Nvidia's Cuda Toolbox improves free GPU-accelerated fast Fourier transform (FFT), Basic linear algebra subroutines (BLAST), image and video processing library (NPP). The user can get performance acceleration by replacing the fast Fourier transform, fast Fourier transform and image and video processing library of the CPU version in the source code with the corresponding GPU version. In addition to the function libraries provided by NVIDIA, the third-party GPU libraries are: CUDA data parallel Primitives (CUDPP) Cula tool: Launched by EM Photonics, lapack MAGMA in Cuda GPU: Launched by Dongarra's group , lapack Jacobian preprocessing conjugate gradient (JCG) gpulib in CUDA GPU and multicore CPUs: GPU VSIPL Signal Processing Library Computer Vision (CV) and Imaging library for Interface Description Language (IDL) and Matrix Lab (MATLAB) Opencurrent: Cuda Accelerated PDE (partial differential equation, partial differential equations) in the regular grid system LIBSVM MULTISVM in Open source database solution Cuda/gpu: Multi-level SVM with Cuda CUSVM: Cuda usage support for vector classification and attenuation
2. CUDA programming.
This is the most common and appropriate approach, and Cuda maximizes the GPU's acceleration performance.

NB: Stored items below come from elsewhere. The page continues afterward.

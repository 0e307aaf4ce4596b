//! Mailer skill store - sent emails, opens, follow-up sequences.
//!
//! The mailer skill owns campaign logic and warm-up limits elsewhere; the
//! pilot only needs this store: read sends and opens, record its own sends,
//! register follow-up sequences.

use crate::services::{FollowUpSequence, MailerStore, SentEmail};
use pilot_common::store::atomic_write_str;
use serde::{Deserialize, Serialize};
use std::path::{Path, PathBuf};
use std::sync::Mutex;
use tracing::warn;

const MAILER_FILE: &str = "mailer.json";

#[derive(Debug, Clone, Serialize, Deserialize, Default)]
#[serde(default)]
struct MailerDocument {
    sent: Vec<SentEmail>,
    follow_ups: Vec<FollowUpSequence>,
    active_campaigns: usize,
}

pub struct JsonMailerStore {
    path: PathBuf,
    doc: Mutex<MailerDocument>,
}

impl JsonMailerStore {
    pub fn open(data_dir: &Path) -> Self {
        let path = data_dir.join(MAILER_FILE);
        let doc = std::fs::read_to_string(&path)
            .ok()
            .and_then(|content| serde_json::from_str(&content).ok())
            .unwrap_or_default();
        Self { path, doc: Mutex::new(doc) }
    }

    fn persist(&self, doc: &MailerDocument) {
        match serde_json::to_string_pretty(doc) {
            Ok(json) => {
                if let Err(e) = atomic_write_str(&self.path, &json) {
                    warn!("Failed to persist mailer store: {}", e);
                }
            }
            Err(e) => warn!("Failed to serialize mailer store: {}", e),
        }
    }
}

impl MailerStore for JsonMailerStore {
    fn sent_emails(&self) -> Vec<SentEmail> {
        self.doc.lock().unwrap().sent.clone()
    }

    fn open_rate(&self) -> Option<f32> {
        let doc = self.doc.lock().unwrap();
        if doc.sent.is_empty() {
            return None;
        }
        let opened = doc.sent.iter().filter(|e| e.opened).count();
        Some(opened as f32 / doc.sent.len() as f32)
    }

    fn active_campaigns(&self) -> usize {
        self.doc.lock().unwrap().active_campaigns
    }

    fn record_send(&self, email: SentEmail) {
        let mut doc = self.doc.lock().unwrap();
        doc.sent.push(email);
        self.persist(&doc);
    }

    fn has_follow_up(&self, email: &str) -> bool {
        self.doc
            .lock()
            .unwrap()
            .follow_ups
            .iter()
            .any(|s| s.contact_email.eq_ignore_ascii_case(email))
    }

    fn create_follow_up(&self, sequence: FollowUpSequence) {
        let mut doc = self.doc.lock().unwrap();
        if doc.follow_ups.iter().any(|s| s.contact_email.eq_ignore_ascii_case(&sequence.contact_email)) {
            return;
        }
        doc.follow_ups.push(sequence);
        self.persist(&doc);
    }

    fn hot_leads(&self, min_opens: u32) -> Vec<String> {
        self.doc
            .lock()
            .unwrap()
            .sent
            .iter()
            .filter(|e| e.open_count >= min_opens)
            .map(|e| e.to.clone())
            .collect()
    }
}

#[cfg(test)]
mod tests {
    use super::*;
    use chrono::Utc;
    use tempfile::TempDir;

    fn send(to: &str, opened: bool, open_count: u32) -> SentEmail {
        SentEmail {
            to: to.to_string(),
            subject: "Objet".to_string(),
            sent_at: Utc::now(),
            opened,
            open_count,
            campaign: None,
        }
    }

    #[test]
    fn test_open_rate_and_hot_leads() {
        let temp = TempDir::new().unwrap();
        let store = JsonMailerStore::open(temp.path());
        assert!(store.open_rate().is_none());

        store.record_send(send("a@b.com", true, 4));
        store.record_send(send("c@d.com", false, 0));
        assert_eq!(store.open_rate(), Some(0.5));
        assert_eq!(store.hot_leads(3), vec!["a@b.com"]);
    }

    #[test]
    fn test_follow_up_dedup_and_persistence() {
        let temp = TempDir::new().unwrap();
        {
            let store = JsonMailerStore::open(temp.path());
            let sequence = FollowUpSequence {
                contact_email: "a@b.com".to_string(),
                steps: vec![],
                created_at: Utc::now(),
            };
            store.create_follow_up(sequence.clone());
            store.create_follow_up(sequence);
        }
        let store = JsonMailerStore::open(temp.path());
        assert!(store.has_follow_up("A@B.com"));
        assert_eq!(store.doc.lock().unwrap().follow_ups.len(), 1);
    }
}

3. Instruction (Directive) programming.
Based on the OPENACC standard, GPU directive programming is an easy and effective way to speed up scientific or industrial code. By using GPU instructions, simply inserting the compilation instructions into your source code, the compiler will automatically map the compute-intensive portions of the code to the GPU, speeding up your coding. Here is a simple example of how to speed up the calculation of pi with an instruction. Using GPU instructions, you can quickly get started and see the results on the day.
Advantages of OPENACC Programming:
L Simple: Just insert the build hint in your code
L Open: A single codebase can be run on both the CPU and the GPU
Powerful: It takes only a few hours to play the GPU's power
The leader of the parallel computing tool, PGI, caps and Cray, will be the first to support OPENACC.